- 辻 良史
- 筑波大学発ベンチャー(株)サイバー・ヨガ研究所 代表取締役
- 東京都
- 博士(体育科学)
本日は、海外のスポーツ選手が取り組んでいるメンタルトレーニングについてのお話です。
本来、メンタルトレーニングは、スポーツ選手のためではなく、
1950年代に宇宙飛行士の自己コントロール法のために開発された技術でした。
その自己コントロールの有用性を知った旧ソビエトがいち早く自国のオリンピックチームに導入し、成果を上げていきました。
当時は今以上に、「オリンピックのメダル数」=「国の威信力」でした。
そんな流れからメンタルトレーニングは、ヨーロッパからアメリカへと渡り進化を遂げていきます。
日本では本格的にオリンピックチームに採用され始めたのは2000年以降です。
日本では、いまだに、「練習時間の長さ」=「本番での強さ」という概念が色濃く残っています。

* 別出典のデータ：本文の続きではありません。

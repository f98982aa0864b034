//! Column width derivation.
//!
//! A cell only counts once its row is complete: a trailing partial row never
//! widens a column, exactly as it never gets rendered.

use crate::utils::display_width;

/// Number of complete rows in `len` flat cells.
pub fn complete_rows(len: usize, columns: usize) -> usize {
    if columns == 0 { 0 } else { len / columns }
}

/// Full recompute over headers and every complete row.
pub fn column_widths(headers: &[String], data: &[String]) -> Vec<usize> {
    let mut widths: Vec<usize> = headers.iter().map(|h| display_width(h)).collect();
    fold_rows(&mut widths, data, 0);
    widths
}

/// Widen `widths` with the complete rows of `data` starting at `from_row`.
///
/// Returns the number of complete rows now accounted for, which is the
/// `from_row` to pass on the next call.
pub fn fold_rows(widths: &mut [usize], data: &[String], from_row: usize) -> usize {
    let columns = widths.len();
    let rows = complete_rows(data.len(), columns);
    if rows <= from_row {
        return rows;
    }

    let start = from_row * columns;
    for (offset, cell) in data[start..rows * columns].iter().enumerate() {
        let col = (start + offset) % columns;
        widths[col] = widths[col].max(display_width(cell));
    }

    rows
}
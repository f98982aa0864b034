use crate::cli::parser::Commands;
use crate::config::Config;
use crate::errors::AppResult;
use crate::table::{ColumnFilter, Style, Table};
use crate::ui::messages::warning;
use std::path::Path;

/// Handle the `show` subcommand
pub fn handle(cmd: &Commands, cfg: &Config) -> AppResult<()> {
    if let Commands::Show {
        file,
        show,
        hide,
        no_borders,
        row_sep,
        col_sep,
        align,
    } = cmd
    {
        let base = cfg.style();
        let style = Style::new(
            base.borders() && !*no_borders,
            base.row_sep() || *row_sep,
            base.col_sep() || *col_sep,
        );

        let mut table = Table::from_file(Path::new(file), Some(style))?;

        // alignment is cosmetic: a bad list keeps the defaults
        if !align.is_empty() {
            if let Err(e) = table.parse_alignments(align.as_slice()) {
                warning(format!("{e}; keeping default alignment"));
            }
        }

        let filter = ColumnFilter {
            show: show.clone(),
            hide: hide.clone(),
        };
        table.render(&filter)?;
    }
    Ok(())
}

「練習時間の長さ」は、やり遂げたという達成感は得られますが、
それは「自己コントロール能力」とはほとんど関係がありません。
料理が上手になりたければ、水泳教室ではなく、料理教室に通わなければいけないのと同じように、
「本番での強さ」を手に入れたければ、それ専用の練習が必要になってきます。
現在、アメリカやヨーロッパを中心としたメンタルトレーニングは、
「脳波」や「自律神経」の働きなどをみて科学的に選手に対してアドバイスができるまでに至りました。
もちろん、このような科学的なメンタルトレーニングは、何もアスリートだけの特権ではなく、
アメリカでは、サンタモニカやビバリーヒルズなどにおいて、筋力トレーニングで筋肉を鍛えるのと同じように、
ビジネスマンが「うつの予防」や「パフォーマンス向上」のために取り入れています。
医療機関では、薬で「うつの予防」を試みるケースが大半ですが、
人間には、誰に教わるでもなく、赤ちゃんの頃から自分の力で立ち上がろうとする「自己成長心」が本能的に備わっています。
つまり、人間には本来、自分の問題は自分自身で解決したいという本能があります。
そういった理由から、私は指導とは、人間本来の自己成長心をサポートさせていただくものであり、
それは決して強要されるものではなく、絶対的な安心感のある空間でしか行えないと思っております。
いずれにしましても、日本ではまだまだ浸透率の低いメンタルへの科学的なアプローチですが、
いつの日か、当たり前のように取り組まれる日を夢見ております。